An acute pseudocyst is a collection of pancreatic fluid that is walled off by granulation tissue after an episode of acute pancreatitis; it requires 4 or more weeks to develop. Although pseudocysts are sometimes palpable on physical examination, they are usually detected with abdominal ultrasonography or computed tomography (CT).
Intra-abdominal infection is common. Within the first 1-3 weeks, fluid collections or pancreatic necrosis can become infected and jeopardize clinical outcome. From 3 to 6 weeks, pseudocysts may become infected or a pancreatic abscess may develop. A pancreatic abscess is a circumscribed intra-abdominal collection of pus, within or in proximity to the pancreas. It is believed to arise from localized necrosis, with subsequent liquefaction that becomes infected.
The intestinal flora is the predominant source of bacteria causing the infection.

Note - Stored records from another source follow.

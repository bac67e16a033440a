use thiserror::Error;

/// Errors a single conversation/task execution can raise internally.
/// Never escapes a poll tick: both worker loops log and absorb these.
#[derive(Debug, Error)]
pub enum WorkerError {
    #[error(transparent)]
    Llm(#[from] conductor_llm::LlmError),

    #[error(transparent)]
    Repo(#[from] conductor_repo::RepoError),

    #[error(transparent)]
    Cron(#[from] conductor_cron::CronError),
}

pub type Result<T> = std::result::Result<T, WorkerError>;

The usual suspects are Escherichia coli (26%), Pseudomonas species (16%), Staphylococcus species (15%), Klebsiella species (10%), Proteus species (10%), Streptococcus species (4%), Enterobacter species (3%), and anaerobic organisms (16%). Fungal superinfections may occur weeks or months into the course of severe necrotizing pancreatitis.
Pancreatic necrosis is a nonviable area of pancreatic parenchyma that is often associated with peripancreatic fat necrosis and is principally diagnosed with the aid of dynamic spiral CT scans. Distinguishing between infected and sterile pancreatic necrosis is an ongoing clinical challenge. Sterile pancreatic necrosis is usually treated with aggressive medical management, whereas almost all patients with infected pancreatic necrosis require surgical debridement or percutaneous drainage if they are to survive.
Hemorrhage into the gastrointestinal (GI) tract retroperitoneum or the peritoneal cavity is possible because of erosion of large vessels. Intestinal obstruction or necrosis may occur. Common bile duct obstruction may be caused by a pancreatic abscess, pseudocyst, or biliary stone that caused the pancreatitis. An internal pancreatic fistula from pancreatic duct disruption or a leaking pancreatic pseudocyst may occur.
In the weeks (to months) following presentation, the physician’s attention shifts to developing signs of intra-abdominal infection, pancreatic pseudocyst, intra-abdominal hemorrhage, colon perforation, obstruction or fistulization, and multiorgan system failure.